***** Records for processing
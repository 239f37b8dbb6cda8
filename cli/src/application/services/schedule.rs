//! Periodic scans that turn store state into dispatched tasks.
//!
//! Each pass returns the number of tasks it enqueued.

use std::collections::HashSet;

use anyhow::{Context, Result};
use gce_backend_common::{
    Instance, InstanceGroupManager, InstanceTemplate, InstanceTemplateRevision,
};

use crate::application::ports::{EntityStore, Task, TaskDispatcher};
use crate::domain::{awaits_drained_deletion, awaits_pending_deletion, drained_managers};

async fn enqueue(dispatcher: &impl TaskDispatcher, task: Task) -> Result<()> {
    tracing::debug!(task = %task, "enqueueing task");
    dispatcher
        .enqueue(task.clone())
        .await
        .with_context(|| format!("enqueueing {task}"))
}

/// Enqueue discovery for every instance group manager with a URL.
///
/// # Errors
///
/// Returns an error if the scan or an enqueue fails.
pub async fn schedule_fetch(
    store: &impl EntityStore,
    dispatcher: &impl TaskDispatcher,
) -> Result<usize> {
    let managers: Vec<InstanceGroupManager> = store.query().await?;
    let mut count = 0;
    for manager in managers.into_iter().filter(|m| m.url().is_some()) {
        enqueue(dispatcher, Task::FetchInstances(manager.key)).await?;
        count += 1;
    }
    tracing::info!(count, "scheduled instance fetches");
    Ok(count)
}

/// Enqueue deletion for every instance marked for deletion.
///
/// # Errors
///
/// Returns an error if the scan or an enqueue fails.
pub async fn schedule_pending_deletion(
    store: &impl EntityStore,
    dispatcher: &impl TaskDispatcher,
) -> Result<usize> {
    let instances: Vec<Instance> = store.query().await?;
    let mut count = 0;
    for instance in instances.into_iter().filter(awaits_pending_deletion) {
        enqueue(dispatcher, Task::DeletePending(instance.key)).await?;
        count += 1;
    }
    tracing::info!(count, "scheduled pending deletions");
    Ok(count)
}

/// Enqueue deletion for every deletable instance of a drained group.
///
/// # Errors
///
/// Returns an error if a scan, a read or an enqueue fails.
pub async fn schedule_drained_deletion(
    store: &impl EntityStore,
    dispatcher: &impl TaskDispatcher,
) -> Result<usize> {
    let templates: Vec<InstanceTemplate> = store.query().await?;
    let revisions: Vec<InstanceTemplateRevision> = store.query().await?;
    let managers: Vec<InstanceGroupManager> = store.query().await?;
    let drained = drained_managers(&templates, &revisions, &managers);

    let mut seen = HashSet::new();
    let mut count = 0;
    for manager in managers.iter().filter(|m| drained.contains(&m.key)) {
        for key in &manager.instances {
            if !seen.insert(key) {
                continue;
            }
            let Some(instance) = store.get::<Instance>(key).await? else {
                continue;
            };
            if awaits_drained_deletion(&instance) {
                enqueue(dispatcher, Task::DeleteDrained(instance.key)).await?;
                count += 1;
            }
        }
    }
    tracing::info!(count, drained = drained.len(), "scheduled drained deletions");
    Ok(count)
}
**********
Restate all of the material above exactly as written.

Response for this exercise:
repository 239f37b8dbb6cda8
filename cli/src/application/services/schedule.rs
//! Periodic scans that turn store state into dispatched tasks.
//!
//! Each pass returns the number of tasks it enqueued.

use std::collections::HashSet;

use anyhow::{Context, Result};
use gce_backend_common::{
    Instance, InstanceGroupManager, InstanceTemplate, InstanceTemplateRevision,
};

use crate::application::ports::{EntityStore, Task, TaskDispatcher};
use crate::domain::{awaits_drained_deletion, awaits_pending_deletion, drained_managers};

async fn enqueue(dispatcher: &impl TaskDispatcher, task: Task) -> Result<()> {
    tracing::debug!(task = %task, "enqueueing task");
    dispatcher
        .enqueue(task.clone())
        .await
        .with_context(|| format!("enqueueing {task}"))
}

/// Enqueue discovery for every instance group manager with a URL.
///
/// # Errors
///
/// Returns an error if the scan or an enqueue fails.
pub async fn schedule_fetch(
    store: &impl EntityStore,
    dispatcher: &impl TaskDispatcher,
) -> Result<usize> {
    let managers: Vec<InstanceGroupManager> = store.query().await?;
    let mut count = 0;
    for manager in managers.into_iter().filter(|m| m.url().is_some()) {
        enqueue(dispatcher, Task::FetchInstances(manager.key)).await?;
        count += 1;
    }
    tracing::info!(count, "scheduled instance fetches");
    Ok(count)
}

/// Enqueue deletion for every instance marked for deletion.
///
/// # Errors
///
/// Returns an error if the scan or an enqueue fails.
pub async fn schedule_pending_deletion(
    store: &impl EntityStore,
    dispatcher: &impl TaskDispatcher,
) -> Result<usize> {
    let instances: Vec<Instance> = store.query().await?;
    let mut count = 0;
    for instance in instances.into_iter().filter(awaits_pending_deletion) {
        enqueue(dispatcher, Task::DeletePending(instance.key)).await?;
        count += 1;
    }
    tracing::info!(count, "scheduled pending deletions");
    Ok(count)
}

/// Enqueue deletion for every deletable instance of a drained group.
///
/// # Errors
///
/// Returns an error if a scan, a read or an enqueue fails.
pub async fn schedule_drained_deletion(
    store: &impl EntityStore,
    dispatcher: &impl TaskDispatcher,
) -> Result<usize> {
    let templates: Vec<InstanceTemplate> = store.query().await?;
    let revisions: Vec<InstanceTemplateRevision> = store.query().await?;
    let managers: Vec<InstanceGroupManager> = store.query().await?;
    let drained = drained_managers(&templates, &revisions, &managers);

    let mut seen = HashSet::new();
    let mut count = 0;
    for manager in managers.iter().filter(|m| drained.contains(&m.key)) {
        for key in &manager.instances {
            if !seen.insert(key) {
                continue;
            }
            let Some(instance) = store.get::<Instance>(key).await? else {
                continue;
            };
            if awaits_drained_deletion(&instance) {
                enqueue(dispatcher, Task::DeleteDrained(instance.key)).await?;
                count += 1;
            }
        }
    }
    tracing::info!(count, drained = drained.len(), "scheduled drained deletions");
    Ok(count)
}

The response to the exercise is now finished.